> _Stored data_
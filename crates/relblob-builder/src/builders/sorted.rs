use std::ops::Range;

use bytemuck::Pod;
use relblob_types::{natural_alignment_of, BlobError, BlobKey, BlobSortedArray};
use tracing::trace;

use crate::builder::{BuildHandle, Builder};
use crate::builders::array::{build_item_array, ArrayBuilder};
use crate::builders::value::ValueBuilder;
use crate::error::BuildResult;
use crate::stream::BlobStream;

/// Builds a [`BlobSortedArray`] with keys ordered by [`BlobKey::key_hash`].
///
/// Entries whose keys share a hash keep their insertion order.
pub struct SortedArrayBuilder<K: BlobKey, V: Pod> {
    keys: Vec<K>,
    values: Vec<Box<dyn Builder<Target = V>>>,
    handle: BuildHandle<BlobSortedArray<K, V>>,
}

impl<K: BlobKey, V: Pod> SortedArrayBuilder<K, V> {
    pub fn new() -> Self {
        Self {
            keys: Vec::new(),
            values: Vec::new(),
            handle: BuildHandle::new(),
        }
    }

    /// Collect `(key, value)` pairs, failing on a repeated key.
    pub fn from_pairs(pairs: impl IntoIterator<Item = (K, V)>) -> BuildResult<Self> {
        let mut sorted = Self::new();
        for (key, value) in pairs {
            sorted.insert(key, value)?;
        }
        Ok(sorted)
    }

    pub fn insert(&mut self, key: K, value: V) -> BuildResult<BuildHandle<V>> {
        self.insert_builder(key, ValueBuilder::new(value))
    }

    /// Insert a value built by `builder`. Fails if `key` is already present.
    pub fn insert_builder(
        &mut self,
        key: K,
        builder: impl Builder<Target = V> + 'static,
    ) -> BuildResult<BuildHandle<V>> {
        let run = self.hash_run(key.key_hash());
        if self.keys[run.clone()].contains(&key) {
            return Err(BlobError::InvalidArgument("duplicate key in sorted array".into()).into());
        }
        let handle = builder.handle();
        self.keys.insert(run.end, key);
        self.values.insert(run.end, Box::new(builder));
        Ok(handle)
    }

    /// Handle of the value stored under `key`.
    pub fn value_handle(&self, key: &K) -> Option<BuildHandle<V>> {
        self.hash_run(key.key_hash())
            .find(|&i| self.keys[i] == *key)
            .map(|i| self.values[i].handle())
    }

    pub fn keys(&self) -> &[K] {
        &self.keys
    }

    pub fn len(&self) -> usize {
        self.keys.len()
    }

    pub fn is_empty(&self) -> bool {
        self.keys.is_empty()
    }

    fn hash_run(&self, hash: u64) -> Range<usize> {
        let start = self.keys.partition_point(|k| k.key_hash() < hash);
        let end = self.keys.partition_point(|k| k.key_hash() <= hash);
        start..end
    }
}

impl<K: BlobKey, V: Pod> Default for SortedArrayBuilder<K, V> {
    fn default() -> Self {
        Self::new()
    }
}

impl<K: BlobKey, V: Pod> Builder for SortedArrayBuilder<K, V> {
    type Target = BlobSortedArray<K, V>;

    fn handle(&self) -> BuildHandle<BlobSortedArray<K, V>> {
        self.handle.clone()
    }

    fn build_content(&mut self, stream: &mut BlobStream, data_position: usize) -> BuildResult<()> {
        stream.to_position(data_position + BlobSortedArray::<K, V>::KEYS_FIELD);
        ArrayBuilder::new(self.keys.clone()).build(stream)?;
        build_item_array(
            stream,
            data_position + BlobSortedArray::<K, V>::VALUES_FIELD,
            &mut self.values,
            natural_alignment_of::<V>(),
        )?;
        trace!(entries = self.keys.len(), "built sorted array");
        Ok(())
    }
}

> _Work instructions_
Write out the entries above word for word.

> _Answer section_
filename crates/relblob-builder/src/builders/sorted.rs
use std::ops::Range;

use bytemuck::Pod;
use relblob_types::{natural_alignment_of, BlobError, BlobKey, BlobSortedArray};
use tracing::trace;

use crate::builder::{BuildHandle, Builder};
use crate::builders::array::{build_item_array, ArrayBuilder};
use crate::builders::value::ValueBuilder;
use crate::error::BuildResult;
use crate::stream::BlobStream;

/// Builds a [`BlobSortedArray`] with keys ordered by [`BlobKey::key_hash`].
///
/// Entries whose keys share a hash keep their insertion order.
pub struct SortedArrayBuilder<K: BlobKey, V: Pod> {
    keys: Vec<K>,
    values: Vec<Box<dyn Builder<Target = V>>>,
    handle: BuildHandle<BlobSortedArray<K, V>>,
}

impl<K: BlobKey, V: Pod> SortedArrayBuilder<K, V> {
    pub fn new() -> Self {
        Self {
            keys: Vec::new(),
            values: Vec::new(),
            handle: BuildHandle::new(),
        }
    }

    /// Collect `(key, value)` pairs, failing on a repeated key.
    pub fn from_pairs(pairs: impl IntoIterator<Item = (K, V)>) -> BuildResult<Self> {
        let mut sorted = Self::new();
        for (key, value) in pairs {
            sorted.insert(key, value)?;
        }
        Ok(sorted)
    }

    pub fn insert(&mut self, key: K, value: V) -> BuildResult<BuildHandle<V>> {
        self.insert_builder(key, ValueBuilder::new(value))
    }

    /// Insert a value built by `builder`. Fails if `key` is already present.
    pub fn insert_builder(
        &mut self,
        key: K,
        builder: impl Builder<Target = V> + 'static,
    ) -> BuildResult<BuildHandle<V>> {
        let run = self.hash_run(key.key_hash());
        if self.keys[run.clone()].contains(&key) {
            return Err(BlobError::InvalidArgument("duplicate key in sorted array".into()).into());
        }
        let handle = builder.handle();
        self.keys.insert(run.end, key);
        self.values.insert(run.end, Box::new(builder));
        Ok(handle)
    }

    /// Handle of the value stored under `key`.
    pub fn value_handle(&self, key: &K) -> Option<BuildHandle<V>> {
        self.hash_run(key.key_hash())
            .find(|&i| self.keys[i] == *key)
            .map(|i| self.values[i].handle())
    }

    pub fn keys(&self) -> &[K] {
        &self.keys
    }

    pub fn len(&self) -> usize {
        self.keys.len()
    }

    pub fn is_empty(&self) -> bool {
        self.keys.is_empty()
    }

    fn hash_run(&self, hash: u64) -> Range<usize> {
        let start = self.keys.partition_point(|k| k.key_hash() < hash);
        let end = self.keys.partition_point(|k| k.key_hash() <= hash);
        start..end
    }
}

impl<K: BlobKey, V: Pod> Default for SortedArrayBuilder<K, V> {
    fn default() -> Self {
        Self::new()
    }
}

impl<K: BlobKey, V: Pod> Builder for SortedArrayBuilder<K, V> {
    type Target = BlobSortedArray<K, V>;

    fn handle(&self) -> BuildHandle<BlobSortedArray<K, V>> {
        self.handle.clone()
    }

    fn build_content(&mut self, stream: &mut BlobStream, data_position: usize) -> BuildResult<()> {
        stream.to_position(data_position + BlobSortedArray::<K, V>::KEYS_FIELD);
        ArrayBuilder::new(self.keys.clone()).build(stream)?;
        build_item_array(
            stream,
            data_position + BlobSortedArray::<K, V>::VALUES_FIELD,
            &mut self.values,
            natural_alignment_of::<V>(),
        )?;
        trace!(entries = self.keys.len(), "built sorted array");
        Ok(())
    }
}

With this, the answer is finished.